22 février 1768
Mon cher ami, il est très certain que Laharpe m'a fait une infidélité dont les suites peuvent être fort désagréables.
Son épigrame contre Dorat et celle contre Piron qu'il a fait ou laissé courir sous mon nom ne sont pas non plus des procédés d'amis. Nous nous sommes séparés honnêtement. J'ai ordonné à mon banquier de Lyon de leur fournir l'argent nécessaire pour leur voyage.

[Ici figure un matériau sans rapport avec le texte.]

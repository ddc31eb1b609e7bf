//! Account Ledger - HTTP service
//!
//! Serves the ledger over HTTP and runs the monthly snapshot job in the
//! background.

use std::net::SocketAddr;
use std::sync::Arc;

use sqlx::postgres::PgPoolOptions;
use tracing_subscriber::{layer::SubscriberExt, util::SubscriberInitExt};

use account_ledger::api::{self, AppState};
use account_ledger::balance::BalanceValidator;
use account_ledger::domain::{Clock, SystemClock};
use account_ledger::handlers::{CreateMovementHandler, LedgerQueries};
use account_ledger::jobs::{JobScheduler, JobSchedulerConfig, SnapshotGenerator};
use account_ledger::lock::PgLockManager;
use account_ledger::store::PgTransactionManager;
use account_ledger::{db, Config};

/// Initialize tracing/logging. Production logs are JSON lines.
fn init_tracing(json: bool) {
    tracing_subscriber::registry()
        .with(
            tracing_subscriber::EnvFilter::try_from_default_env()
                .unwrap_or_else(|_| "account_ledger=debug,tower_http=debug".into()),
        )
        .with(json.then(|| tracing_subscriber::fmt::layer().json()))
        .with((!json).then(tracing_subscriber::fmt::layer))
        .init();
}

#[tokio::main]
async fn main() -> anyhow::Result<()> {
    // Load environment variables
    dotenvy::dotenv().ok();

    let config = Config::from_env()?;
    init_tracing(config.is_production());

    let addr: SocketAddr = format!("{}:{}", config.host, config.port).parse()?;

    tracing::info!(
        environment = %config.environment,
        timezone = %config.ledger_timezone,
        "Starting account ledger"
    );
    tracing::info!("Connecting to database...");

    let pool = PgPoolOptions::new()
        .max_connections(config.database_max_connections)
        .connect(&config.database_url)
        .await?;

    db::verify_connection(&pool).await?;
    if !db::check_schema(&pool).await? {
        tracing::error!("Database schema is not complete. Please run migrations.");
        return Err(anyhow::anyhow!("Database schema incomplete"));
    }

    tracing::info!("Database connected successfully");

    let transactions = Arc::new(PgTransactionManager::new(pool.clone()));
    let locks = Arc::new(PgLockManager::new(pool.clone(), config.lock_settings()));
    let clock: Arc<dyn Clock> = Arc::new(SystemClock);
    let policy = config.policy();

    let snapshots = SnapshotGenerator::new(Arc::clone(&transactions), policy.clone(), Arc::clone(&clock));
    let state = AppState {
        movements: CreateMovementHandler::new(
            Arc::clone(&transactions),
            locks,
            BalanceValidator::new(policy.clone()),
            Arc::clone(&clock),
        ),
        queries: LedgerQueries::new(
            Arc::clone(&transactions),
            BalanceValidator::new(policy),
            Arc::clone(&clock),
        ),
        snapshots: snapshots.clone(),
    };

    let scheduler = JobScheduler::with_config(
        snapshots,
        JobSchedulerConfig {
            snapshot_check_interval: config.snapshot_check_interval,
        },
    )
    .start();

    let app = api::build_app(state);

    tracing::info!("Listening on http://{}", addr);
    let listener = tokio::net::TcpListener::bind(addr).await?;

    axum::serve(listener, app)
        .with_graceful_shutdown(shutdown_signal())
        .await?;

    // Cleanup
    tracing::info!("Server shutting down...");
    scheduler.abort();
    pool.close().await;
    tracing::info!("Database connections closed. Goodbye!");

    Ok(())
}

/// Shutdown signal handler for graceful shutdown
async fn shutdown_signal() {
    let ctrl_c = async {
        if let Err(e) = tokio::signal::ctrl_c().await {
            tracing::error!(error = %e, "Failed to install Ctrl+C handler");
            std::future::pending::<()>().await;
        }
    };

    #[cfg(unix)]
    let terminate = async {
        match tokio::signal::unix::signal(tokio::signal::unix::SignalKind::terminate()) {
            Ok(mut signal) => {
                signal.recv().await;
            }
            Err(e) => {
                tracing::error!(error = %e, "Failed to install SIGTERM handler");
                std::future::pending::<()>().await;
            }
        }
    };

    #[cfg(not(unix))]
    let terminate = std::future::pending::<()>();

    tokio::select! {
        _ = ctrl_c => {
            tracing::info!("Received Ctrl+C, initiating graceful shutdown...");
        },
        _ = terminate => {
            tracing::info!("Received SIGTERM, initiating graceful shutdown...");
        },
    }
}
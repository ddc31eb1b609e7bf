//! Balance Validator
//!
//! Decides whether a prospective debit is allowed. Checks run in a fixed
//! order and stop at the first failure:
//! window → minimum → single cap → daily cap → sufficient funds.
//!
//! The result is advisory. The authoritative decision is made by the movement
//! handler, which runs this validation under the account lock.

use chrono::{DateTime, Utc};
use rust_decimal::Decimal;
use serde::Serialize;
use uuid::Uuid;

use crate::domain::Amount;
use crate::policy::WithdrawalPolicy;
use crate::store::{MovementStore, SnapshotStore, StoreResult};

use super::LedgerView;

pub const INSUFFICIENT_BALANCE: &str = "insufficient balance";

/// Outcome of a withdrawal validation
#[derive(Debug, Clone, PartialEq, Serialize)]
pub struct BalanceValidation {
    pub is_valid: bool,
    pub current_balance: Decimal,
    pub available_balance: Decimal,
    pub daily_withdrawal_remaining: Decimal,
    #[serde(skip_serializing_if = "Option::is_none")]
    pub reason: Option<String>,
}

impl BalanceValidation {
    /// Policy rejection: balances are not computed
    fn rejected(reason: impl Into<String>) -> Self {
        Self {
            is_valid: false,
            current_balance: Decimal::ZERO,
            available_balance: Decimal::ZERO,
            daily_withdrawal_remaining: Decimal::ZERO,
            reason: Some(reason.into()),
        }
    }
}

#[derive(Debug, Clone, Default)]
pub struct BalanceValidator {
    policy: WithdrawalPolicy,
}

impl BalanceValidator {
    pub fn new(policy: WithdrawalPolicy) -> Self {
        Self { policy }
    }

    pub fn policy(&self) -> &WithdrawalPolicy {
        &self.policy
    }

    /// Validate a debit of `amount` from `account_id` at `now`
    pub async fn validate<S>(
        &self,
        store: &mut S,
        account_id: Uuid,
        amount: &Amount,
        now: DateTime<Utc>,
    ) -> StoreResult<BalanceValidation>
    where
        S: MovementStore + SnapshotStore + ?Sized,
    {
        let requested = amount;
        let amount = amount.value();

        let window = self.policy.withdrawal_window(now);
        if !window.open {
            let reason = window
                .reason
                .unwrap_or_else(|| "withdrawal window is closed".to_string());
            return Ok(BalanceValidation::rejected(reason));
        }

        let limits = self.policy.limits_for(now);

        if amount < limits.minimum {
            return Ok(BalanceValidation::rejected(format!(
                "amount {} is below the minimum withdrawal of {}",
                amount, limits.minimum
            )));
        }

        if amount > limits.single {
            return Ok(BalanceValidation::rejected(format!(
                "amount {} exceeds the single withdrawal limit of {}",
                amount, limits.single
            )));
        }

        let view = LedgerView::load(store, account_id).await?;

        let (day_start, day_end) = self.policy.day_bounds(now);
        let withdrawn_today = view.debit_total_between(day_start, day_end);
        if withdrawn_today + amount > limits.daily {
            return Ok(BalanceValidation::rejected(format!(
                "daily withdrawal limit of {} exceeded ({} already withdrawn today)",
                limits.daily, withdrawn_today
            )));
        }
        let daily_withdrawal_remaining = limits.daily - withdrawn_today;

        let balance = view.balance_at(now);
        let is_valid = balance.is_sufficient_for(requested);

        Ok(BalanceValidation {
            is_valid,
            current_balance: balance.value(),
            available_balance: balance.value(),
            daily_withdrawal_remaining,
            reason: (!is_valid).then(|| INSUFFICIENT_BALANCE.to_string()),
        })
    }
}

Je vous demande en grâce de parler à m. D'Alembert. Il convient bien d'avoir donné des copies du manuscrit en question à m. D'Alembert, à m. le Comte de Rochefort et à d'autres; mais il dit qu'il n'en a donné à m. D'Allembert que parce que celui-ci n'en avait qu'une copie très informe. C'est ce qu'il est aisé de savoir. Enfin pour denière ressource il prétend qu'il tient le second chant d'un jeune homme nommé Antoine, sculpteur de son métier. Je vous avoue que j'ai un extrême désir de trouver quelqu'un qui puisse parler à cet Antoine qui comme vous savez demeure rue Hautefeuille, mais surtout que cela reste entre m. Dalembert et vous. Je veux qu'on ignore et les obligations que m'a Laharpe et les tours qu'il m'a joués. Ce sont des imprudences de jeune homme qu'il peut aisément réparer. Je vous le demande en grâce, mon cher ami, que cette malheureuse aventure soit dans le dernier secret.
Votre affaire qui est infiniment plus considérable ne finit donc point? Vous ne savez donc point à quoi on s'en tiendra? Si la place qui vous était promise est supprimée, garderez vous celle que vous avez?
Avez vous reçu un paquet que le sieur Brossier dit vous avoir envoyé? Ah mon cher philosophe, que ne puis je achever mes jours avec vous! Ecr. l'inf.
Voulez vous bien faire mettre simplement à la poste ordinaire cette lettre pour m. de Floriant, et envoyer par la petite poste, celle pour m. d'Hornoi? Voulez vous bien avoir la bonté de les cacheter?